Like in the other great civilizations of the world, knowledge and learning played an important role in ancient Indian civilization. Based on the Vidyas (knowledge) and the Kalas (skills), a comprehensive education system existed as far back as 1500 B.C. While education was primarily based on religious texts, its remit covered politics, economics, medicine, astronomy, linguistics, and the arts.

The 14 Vidyas (knowledge domain) consisted of a study of the 4 religious texts (the Vedas), the 4 supporting texts (shown in blue below to differentiate), and the 6 Vedangas (supplements to the Vedas):

  1. Rig Veda (hymns for the Gods)
  2. Sama Veda (melodies & chants for the hearth & home)
  3. Yajur Veda (litanies)
  4. Atharva Veda (magic/ witchcraft/ folk healing)
  5. Arthashastra (politics, military strategy, foreign policy, and governance)
  6. Dhanur Veda (archery, and, by extension, other military techniques)
  7. Gandharva Veda (performing arts)
  8. Ayur Veda (medicine)
  9. Shiksha (phonetics)
  10. Vyakarana (grammar)
  11. Nirukta (etymology)
  12. Chhandas (poetic metre)
  13. Jyotishya (astronomy)
  14. Kalpa (daily rituals to be performed by the individual at home)

The Vidyas formed the foundational education system in ancient India- think of them as the equivalent of present day high school through undergrad education.

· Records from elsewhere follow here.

//! IT214/IT215 sample decompression
//!
//! Compressed samples are stored as a sequence of chunks, each a `u16`
//! little-endian byte length followed by that many bytes of bit-packed
//! deltas. A chunk decodes into one block of at most 0x8000 (8-bit) or
//! 0x4000 (16-bit) samples and starts from fresh delta state.
//!
//! Within a block the bit width of the next value adapts through in-band
//! escape codes. How an escape is recognised depends on the current width:
//!
//! - **Low** (1-6 bits): the value `1 << (width - 1)` is followed by a
//!   `fetch_width`-bit width code.
//! - **Mid** (7 up to `default_width - 1`): values in a small window around
//!   the top bit carry the width code themselves.
//! - **Max** (`default_width`): a set top bit means the low bits are the new
//!   width minus one.

use std::io::Read;

use log::{debug, trace, warn};

use crate::bitstream::BitReader;
use crate::{IT215_VERSION, ItCodecError, MAX_BLOCK_LENGTH_8BIT, MAX_BLOCK_LENGTH_16BIT};

/// Width and escape constants for one sample bit depth
#[derive(Debug, Clone, Copy, PartialEq, Eq)]
pub struct CodecParams {
    /// Smallest delta representable at each width (index = width - 1)
    pub lower_table: &'static [i16],
    /// Largest delta representable at each width (index = width - 1)
    pub upper_table: &'static [i16],
    /// Bits read for a new width code in low-width mode
    pub fetch_width: u32,
    /// Start of the mid-width escape window, relative to the top bit
    pub lower_bias: i32,
    /// End of the mid-width escape window, relative to the top bit
    pub upper_bias: i32,
    /// Starting and maximum bit width
    pub default_width: u32,
}

impl CodecParams {
    /// Parameters for 8-bit samples
    pub const EIGHT_BIT: Self = Self {
        lower_table: &[0, -1, -3, -7, -15, -31, -60, -124, -128],
        upper_table: &[0, 1, 3, 7, 15, 31, 59, 123, 127],
        fetch_width: 3,
        lower_bias: -4,
        upper_bias: 3,
        default_width: 9,
    };

    /// Parameters for 16-bit samples
    pub const SIXTEEN_BIT: Self = Self {
        lower_table: &[
            0, -1, -3, -7, -15, -31, -56, -120, -248, -504, -1016, -2040, -4088, -8184, -16376,
            -32760, -32768,
        ],
        upper_table: &[
            0, 1, 3, 7, 15, 31, 55, 119, 247, 503, 1015, 2039, 4087, 8183, 16375, 32759, 32767,
        ],
        fetch_width: 4,
        lower_bias: -8,
        upper_bias: 7,
        default_width: 17,
    };
}

/// How the current width interprets the next value
#[derive(Debug, Clone, Copy, PartialEq, Eq)]
enum WidthMode {
    Low,
    Mid,
    Max,
}

impl WidthMode {
    fn of(width: u32, params: &CodecParams) -> Self {
        if width <= 6 {
            Self::Low
        } else if width < params.default_width {
            Self::Mid
        } else {
            Self::Max
        }
    }
}

/// Delta state for a single block
struct BlockState {
    width: u32,
    mem1: i32,
    mem2: i32,
}

impl BlockState {
    fn new(params: &CodecParams) -> Self {
        Self {
            width: params.default_width,
            mem1: 0,
            mem2: 0,
        }
    }

    /// Relative width change; the result never equals the current width
    fn change_width(&mut self, code: u32) {
        let mut width = code + 1;
        if width >= self.width {
            width += 1;
        }
        self.width = width;
    }

    /// Accumulate one delta, returning the unnarrowed running value
    fn apply(&mut self, value: u32, top_bit: u32, it215: bool) -> i32 {
        let mut delta = value as i32;
        if value & top_bit != 0 {
            delta -= (top_bit << 1) as i32;
        }
        self.mem1 = self.mem1.wrapping_add(delta);
        self.mem2 = self.mem2.wrapping_add(self.mem1);
        if it215 { self.mem2 } else { self.mem1 }
    }
}

/// IT sample decompressor
///
/// # Example
///
/// ```
/// use nether_itcodec::SampleCodec;
///
/// // One chunk: 2-byte length, then a single 9-bit value of 5
/// let data = [0x02, 0x00, 0x05, 0x00];
/// let samples = SampleCodec::new(false, false).decode(&mut &data[..], 1).unwrap();
/// assert_eq!(samples, vec![5]);
/// ```
#[derive(Debug, Clone, Copy, Default, PartialEq, Eq)]
pub struct SampleCodec {
    /// Second-order delta mode, used by files saved with IT 2.15 or later
    pub it215: bool,
    /// Decode 16-bit samples (8-bit otherwise)
    pub is_16bit: bool,
}

impl SampleCodec {
    /// Create a codec for the given bit depth and delta order
    pub const fn new(is_16bit: bool, it215: bool) -> Self {
        Self { it215, is_16bit }
    }

    /// Create a codec for a file written by tracker version `cwtv`
    pub const fn for_version(is_16bit: bool, cwtv: u16) -> Self {
        Self::new(is_16bit, cwtv >= IT215_VERSION)
    }

    /// Parameter set for this codec's bit depth
    pub const fn params(&self) -> &'static CodecParams {
        if self.is_16bit {
            &CodecParams::SIXTEEN_BIT
        } else {
            &CodecParams::EIGHT_BIT
        }
    }

    /// Largest number of samples a single chunk decodes to
    pub const fn max_block_length(&self) -> usize {
        if self.is_16bit {
            MAX_BLOCK_LENGTH_16BIT
        } else {
            MAX_BLOCK_LENGTH_8BIT
        }
    }

    /// Decode `sample_length` samples, pulling as many chunks from `reader`
    /// as needed
    ///
    /// 8-bit samples come back sign-extended into `i16`; see
    /// [`SampleCodec::decode_i8`] for narrowed output. The reader is left
    /// positioned after the last chunk consumed, which is where the next
    /// channel of a stereo sample begins.
    pub fn decode<R: Read>(
        &self,
        reader: &mut R,
        sample_length: usize,
    ) -> Result<Vec<i16>, ItCodecError> {
        // The length comes from an untrusted header; grow a block at a time
        let mut output = Vec::with_capacity(sample_length.min(self.max_block_length()));
        let mut chunks = 0usize;

        while output.len() < sample_length {
            let payload = read_chunk(reader)?;
            let block_length = (sample_length - output.len()).min(self.max_block_length());
            trace!(
                "IT sample chunk {}: {} bytes -> {} samples",
                chunks,
                payload.len(),
                block_length
            );

            self.decode_into(&payload, block_length, &mut output)?;
            chunks += 1;
        }

        debug!(
            "Decoded {} {}-bit samples from {} chunks",
            output.len(),
            if self.is_16bit { 16 } else { 8 },
            chunks
        );
        Ok(output)
    }

    /// Decode and narrow to 8-bit samples
    pub fn decode_i8<R: Read>(
        &self,
        reader: &mut R,
        sample_length: usize,
    ) -> Result<Vec<i8>, ItCodecError> {
        let samples = self.decode(reader, sample_length)?;
        Ok(samples.into_iter().map(|s| s as i8).collect())
    }

    /// Decode one block of `block_length` samples from a chunk payload
    /// (without its length prefix)
    pub fn decode_block(
        &self,
        payload: &[u8],
        block_length: usize,
    ) -> Result<Vec<i16>, ItCodecError> {
        let mut output = Vec::with_capacity(block_length.min(self.max_block_length()));
        self.decode_into(payload, block_length, &mut output)?;
        Ok(output)
    }

    fn decode_into(
        &self,
        payload: &[u8],
        block_length: usize,
        output: &mut Vec<i16>,
    ) -> Result<(), ItCodecError> {
        let params = self.params();
        let mut bits = BitReader::new(payload);
        let mut state = BlockState::new(params);
        let mut remaining = block_length;

        while remaining > 0 {
            if state.width > params.default_width {
                warn!(
                    "IT sample block corrupt: width {} exceeds {} with {} samples left",
                    state.width, params.default_width, remaining
                );
                return Err(ItCodecError::DecodingError {
                    width: state.width,
                    max: params.default_width,
                });
            }

            let value = bits.read(state.width)?;
            let top_bit = 1u32 << (state.width - 1);

            let decoded = match WidthMode::of(state.width, params) {
                WidthMode::Low => {
                    if value == top_bit {
                        let code = bits.read(params.fetch_width)?;
                        state.change_width(code);
                        None
                    } else {
                        Some(state.apply(value, top_bit, self.it215))
                    }
                }
                WidthMode::Mid => {
                    let window_start = top_bit as i32 + params.lower_bias;
                    let window_end = top_bit as i32 + params.upper_bias;
                    let signed = value as i32;
                    if (window_start..=window_end).contains(&signed) {
                        state.change_width((signed - window_start) as u32);
                        None
                    } else {
                        Some(state.apply(value, top_bit, self.it215))
                    }
                }
                WidthMode::Max => {
                    if value & top_bit != 0 {
                        state.width = (value & !top_bit) + 1;
                        None
                    } else {
                        Some(state.apply(value & !top_bit, 0, self.it215))
                    }
                }
            };

            if let Some(sample) = decoded {
                output.push(self.narrow(sample));
                remaining -= 1;
            }
        }

        Ok(())
    }

    /// Truncate an accumulator to the native sample width
    fn narrow(&self, value: i32) -> i16 {
        if self.is_16bit {
            value as i16
        } else {
            i16::from(value as i8)
        }
    }
}

/// Read one length-prefixed chunk
fn read_chunk<R: Read>(reader: &mut R) -> Result<Vec<u8>, ItCodecError> {
    let mut len = [0u8; 2];
    reader.read_exact(&mut len)?;

    let mut payload = vec![0u8; u16::from_le_bytes(len) as usize];
    reader.read_exact(&mut payload)?;
    Ok(payload)
}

In this, the 14 Vidyas were similar to the 6 Arts of the Zhou Dynasty of ancient China. After completing this foundation, students could go on to specialize in one or more Vidyas.

Under the Gurukul system (Gurukul: ‘under the care of the teacher’), education in ancient India was free for all. Though the majority of students came from high caste families (who were also usually the richest families), talented students from poor families were welcomed into the schools as well. Wealthy families were expected to pay for their wards as also sponsor poorer students. In this, the Gurukul system was similar to the ancient Roman education system that rewarded ‘ingenium’, the gift for learning.